Ella miro sus manos entrelazadas, luego a sus ojos, visiblemente aturdida por la pregunta. Entonces pronunció, con lentitud, como si quisiese que se lo grabara en la cabeza:

— No... pero no tengo opción ¿o sí?

Ignoró el mal sabor que tenía en la boca, y forzó una sonrisa despreocupada.

— Definitivamente no.

Sería una tarea difícil que confiara en él de nuevo, si es que alguna vez lo hizo de verdad. Pero James Potter no era conocido por rendirse, y no planeaba cambiar esa tendencia ahora.

§

James odiaba el clima en Londres. ¿Tenía que empezar a llover, no?

Convencerla de quitarse la bata de San Mungo fue difícil, e incómodo, dado que era lo único que ella traía aparte de la ropa interior. Poco le faltó a Lyra para abofetearlo por la simple sugerencia. James consiguió decirle antes de que decidiera usar su mano alzada que ir por ahí en las calles de Londres muggle vistiendo una bata de hospital no era la mejor de las ideas, si la intención era pasar desapercibidos.

Puede que Londres haya presenciado cosas más locas; pero todavía los mirarían.

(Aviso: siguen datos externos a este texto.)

use bitflags::bitflags;
use ferrodp_core::{
    ensure_fixed_part_size, read_padding, write_padding, Decode, DecodeResult, Encode, EncodeResult, ReadCursor,
    WriteCursor,
};

pub const BITMAP_CACHE_ENTRIES_NUM: usize = 3;
pub const BITMAP_CACHE_REV2_CELL_INFO_NUM: usize = 5;

const BITMAP_CACHE_LENGTH: usize = 36;
const BITMAP_CACHE_REV2_LENGTH: usize = 36;
const CELL_INFO_LENGTH: usize = 4;
const CACHE_ENTRY_LENGTH: usize = 4;

/// Revision 1 Bitmap Cache Capability Set ([MS-RDPBCGR] 2.2.7.1.4.1).
#[derive(Debug, PartialEq, Eq, Clone)]
pub struct BitmapCache {
    pub caches: [CacheEntry; BITMAP_CACHE_ENTRIES_NUM],
}

impl BitmapCache {
    const NAME: &'static str = "BitmapCache";

    const FIXED_PART_SIZE: usize = BITMAP_CACHE_LENGTH;
}

impl Encode for BitmapCache {
    fn encode(&self, dst: &mut WriteCursor<'_>) -> EncodeResult<()> {
        ensure_fixed_part_size!(in: dst);

        write_padding!(dst, 24);

        for cache in self.caches.iter() {
            cache.encode(dst)?;
        }

        Ok(())
    }

    fn name(&self) -> &'static str {
        Self::NAME
    }

    fn size(&self) -> usize {
        Self::FIXED_PART_SIZE
    }
}

impl<'de> Decode<'de> for BitmapCache {
    fn decode(src: &mut ReadCursor<'de>) -> DecodeResult<Self> {
        ensure_fixed_part_size!(in: src);

        read_padding!(src, 24);

        let mut caches = [CacheEntry::default(); BITMAP_CACHE_ENTRIES_NUM];

        for cache in caches.iter_mut() {
            *cache = CacheEntry::decode(src)?;
        }

        Ok(BitmapCache { caches })
    }
}

#[derive(Debug, PartialEq, Eq, Copy, Clone, Default)]
pub struct CacheEntry {
    pub entries: u16,
    pub max_cell_size: u16,
}

impl CacheEntry {
    const NAME: &'static str = "CacheEntry";

    const FIXED_PART_SIZE: usize = CACHE_ENTRY_LENGTH;
}

impl Encode for CacheEntry {
    fn encode(&self, dst: &mut WriteCursor<'_>) -> EncodeResult<()> {
        ensure_fixed_part_size!(in: dst);

        dst.write_u16(self.entries);
        dst.write_u16(self.max_cell_size);

        Ok(())
    }

    fn name(&self) -> &'static str {
        Self::NAME
    }

    fn size(&self) -> usize {
        Self::FIXED_PART_SIZE
    }
}

impl<'de> Decode<'de> for CacheEntry {
    fn decode(src: &mut ReadCursor<'de>) -> DecodeResult<Self> {
        ensure_fixed_part_size!(in: src);

        let entries = src.read_u16();
        let max_cell_size = src.read_u16();

        Ok(CacheEntry { entries, max_cell_size })
    }
}

bitflags! {
    #[derive(Debug, Clone, Copy, PartialEq, Eq, PartialOrd, Ord, Hash)]
    pub struct CacheFlags: u16 {
        const PERSISTENT_KEYS_EXPECTED_FLAG = 1;
        const ALLOW_CACHE_WAITING_LIST_FLAG = 2;
    }
}

/// Revision 2 Bitmap Cache Capability Set ([MS-RDPBCGR] 2.2.7.1.4.2).
#[derive(Debug, PartialEq, Eq, Clone)]
pub struct BitmapCacheRev2 {
    pub cache_flags: CacheFlags,
    pub num_cell_caches: u8,
    pub cache_cell_info: [CellInfo; BITMAP_CACHE_REV2_CELL_INFO_NUM],
}

impl BitmapCacheRev2 {
    const NAME: &'static str = "BitmapCacheRev2";

    const FIXED_PART_SIZE: usize = BITMAP_CACHE_REV2_LENGTH;
}

impl Encode for BitmapCacheRev2 {
    fn encode(&self, dst: &mut WriteCursor<'_>) -> EncodeResult<()> {
        ensure_fixed_part_size!(in: dst);

        dst.write_u16(self.cache_flags.bits());
        write_padding!(dst, 1);
        dst.write_u8(self.num_cell_caches);

        for cell_info in self.cache_cell_info.iter() {
            cell_info.encode(dst)?;
        }

        write_padding!(dst, 12);

        Ok(())
    }

    fn name(&self) -> &'static str {
        Self::NAME
    }

    fn size(&self) -> usize {
        Self::FIXED_PART_SIZE
    }
}

impl<'de> Decode<'de> for BitmapCacheRev2 {
    fn decode(src: &mut ReadCursor<'de>) -> DecodeResult<Self> {
        ensure_fixed_part_size!(in: src);

        let cache_flags = CacheFlags::from_bits_truncate(src.read_u16());
        let _padding = src.read_u8();
        let num_cell_caches = src.read_u8();

        let mut cache_cell_info = [CellInfo::default(); BITMAP_CACHE_REV2_CELL_INFO_NUM];

        for cell in cache_cell_info.iter_mut() {
            *cell = CellInfo::decode(src)?;
        }

        read_padding!(src, 12);

        Ok(BitmapCacheRev2 {
            cache_flags,
            num_cell_caches,
            cache_cell_info,
        })
    }
}

/// BITMAP_CACHE_CELL_INFO: the entry count with the persistence bit folded in.
#[derive(Debug, PartialEq, Eq, Copy, Clone, Default)]
pub struct CellInfo {
    pub num_entries: u32,
    pub is_cache_persistent: bool,
}

impl CellInfo {
    const NAME: &'static str = "CellInfo";

    const FIXED_PART_SIZE: usize = CELL_INFO_LENGTH;
}

impl Encode for CellInfo {
    fn encode(&self, dst: &mut WriteCursor<'_>) -> EncodeResult<()> {
        ensure_fixed_part_size!(in: dst);

        let mut data = self.num_entries;

        if self.is_cache_persistent {
            data |= 1 << 31;
        }

        dst.write_u32(data);

        Ok(())
    }

    fn name(&self) -> &'static str {
        Self::NAME
    }

    fn size(&self) -> usize {
        Self::FIXED_PART_SIZE
    }
}

impl<'de> Decode<'de> for CellInfo {
    fn decode(src: &mut ReadCursor<'de>) -> DecodeResult<Self> {
        ensure_fixed_part_size!(in: src);

        let cell_info = src.read_u32();

        let num_entries = cell_info & !(1 << 31);
        let is_cache_persistent = cell_info >> 31 != 0;

        Ok(CellInfo {
            num_entries,
            is_cache_persistent,
        })
    }
}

Al final, James tuvo que jurar por el dedo meñique que estaría todo el tiempo de frente a la pared mientras ella se desvestía. Transformar la bata en ropa muggle de dos piezas, tomando en cuenta lo que él mismo llevaba, y luego duplicar sus propios zapatos de tacón (a pesar de que Lyra no sabía usar tacones), resultó la parte más fácil del asunto.

Entonces comenzó a llover, porque por supuesto que lo haría. Maldita sea, Londres.

— ¿A dónde vamos? — preguntó Lyra, su voz aumentó de volumen para hacerse oír encima del ruido ensordecedor de la tormenta en ciernes. Tenía los tacones en la mano, el cabello mojado y la piel de porcelana adquirió un color sonrosado pálido al hacer contacto con la lluvia helada.

Ambos caminaron por las calles de Londres, zigzaguearon los callejones oscuros y se entremezclaron entre la multitud de turistas, que corrían de un lado a otro para refugiarse en los diferentes restaurantes abiertos y boutiques vacías. James no soltó su agarre de la mano libre de Lyra; tirando de ella cada vez que la sentía alejarse, arrastrada por la aglomeración de personas en la zona.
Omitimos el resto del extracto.